Skin layer classification by feedforward neural network in bioelectrical impedance spectroscopy.

Abstract

Conductivity change in skin layers has been classified by source indicator o^k (k=1: Stratum corneum, k=2: Epidermis, k=3: Dermis, k=4: Fat, and k=5: Stratum corneum + Epidermis) trained from feedforward neural network (FNN) in bioelectrical impedance spectroscopy (BIS). In BIS studies, treating the skin as a bulk, limits the differentiation of conductivity changes in individual skin layers, however skin layer classification using FNN shows promise in accurately categorizing skin layers, which is essential for predicting source indicators o^k and initiating skin dielectric characteristics diagnosis. The o^k is trained by three main conceptual points which are (i) implementing FNN for predicting k in conductivity change, (ii) profiling four impedance inputs α_ξ consisting of magnitude input α|_z|, phase angle input α_θ, resistance input α_R, and reactance input α_x for filtering nonessential input, and (iii) selecting low and high frequency pair $\left(f_r^{lh}\right)$ by distribution of relaxation time (DRT) for eliminating parasitic noise effect.
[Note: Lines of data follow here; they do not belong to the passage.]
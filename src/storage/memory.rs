use async_trait::async_trait;
use tokio::sync::RwLock;

use crate::{
    errors::AppResult,
    models::{LeaderboardEntry, NewQuizResult, NewUser, Quiz, QuizResult, QuizSummary, User},
    storage::{seed, Storage},
};

/// In-process backend. All collections live behind one `RwLock` so that
/// concurrent appends cannot lose writes or corrupt id assignment; readers
/// share the lock. Quiz content is fixed seed data.
pub struct MemoryStorage {
    inner: RwLock<Inner>,
}

struct Inner {
    users: Vec<User>,
    quizzes: Vec<Quiz>,
    results: Vec<QuizResult>,
}

impl MemoryStorage {
    pub fn new() -> Self {
        Self {
            inner: RwLock::new(Inner {
                users: seed::users(),
                quizzes: seed::quizzes(),
                results: Vec::new(),
            }),
        }
    }
}

impl Default for MemoryStorage {
    fn default() -> Self {
        Self::new()
    }
}

/// Round-half-up percentage, matching `ROUND(numeric)` on the relational side.
fn percentage(score: i32, total_questions: i32) -> i32 {
    (score as f64 / total_questions as f64 * 100.0).round() as i32
}

#[async_trait]
impl Storage for MemoryStorage {
    fn backend_name(&self) -> &'static str {
        "in-memory"
    }

    async fn find_user_by_email(&self, email: &str) -> AppResult<Option<User>> {
        let inner = self.inner.read().await;
        Ok(inner.users.iter().find(|u| u.email == email).cloned())
    }

    async fn insert_user(&self, new_user: NewUser) -> AppResult<User> {
        let mut inner = self.inner.write().await;

        // Users are never deleted, so length + 1 is strictly increasing.
        let user = User {
            id: inner.users.len() as i32 + 1,
            username: new_user.username,
            email: new_user.email,
            password_hash: new_user.password_hash,
            is_admin: false,
        };

        inner.users.push(user.clone());
        Ok(user)
    }

    async fn list_quiz_summaries(&self) -> AppResult<Vec<QuizSummary>> {
        let inner = self.inner.read().await;
        Ok(inner.quizzes.iter().map(Quiz::summary).collect())
    }

    async fn find_quiz(&self, quiz_id: i32) -> AppResult<Option<Quiz>> {
        let inner = self.inner.read().await;
        Ok(inner.quizzes.iter().find(|q| q.id == quiz_id).cloned())
    }

    async fn insert_result(&self, new_result: NewQuizResult) -> AppResult<QuizResult> {
        let mut inner = self.inner.write().await;

        let result = QuizResult {
            id: inner.results.len() as i32 + 1,
            user_id: new_result.user_id,
            quiz_id: new_result.quiz_id,
            score: new_result.score,
            total_questions: new_result.total_questions,
            completed_at: new_result.completed_at,
        };

        inner.results.push(result.clone());
        Ok(result)
    }

    async fn leaderboard(&self, limit: i64) -> AppResult<Vec<LeaderboardEntry>> {
        let inner = self.inner.read().await;

        let mut entries: Vec<LeaderboardEntry> = inner
            .results
            .iter()
            .filter_map(|result| {
                let user = inner.users.iter().find(|u| u.id == result.user_id)?;
                Some(LeaderboardEntry {
                    username: user.username.clone(),
                    score: result.score,
                    total_questions: result.total_questions,
                    percentage: percentage(result.score, result.total_questions),
                    completed_at: result.completed_at,
                })
            })
            .collect();

        entries.sort_by(|a, b| {
            b.percentage
                .cmp(&a.percentage)
                .then(b.completed_at.cmp(&a.completed_at))
        });
        entries.truncate(limit.max(0) as usize);

        Ok(entries)
    }
}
The training data set of FNN is generated to obtain the α_ξ ∈ R^10×17×10 by 10,200 cases by simulation under configuration and measurement parameters. The trained skin layer classification is validated through experiments with porcine skin under various sodium chloride (NaCl) solutions C_NaCl = {15, 20, 25, 30, 35}[mM] in the dermis layer. FNN successfully classified conductivity change in the dermis layer from experiment with accuracy of 90.6% for the bipolar set-up at $f_6^{lh}=10\&100[\text{kHz]}$ and with the same accuracy for the tetrapolar at $f_8^{lh}=35\&100[\text{kHz]}$. The measurement noise and systematic error in the experimental results are minimized by the proposed method using the feature extraction based on α_ξ at $f_r^{lh}$.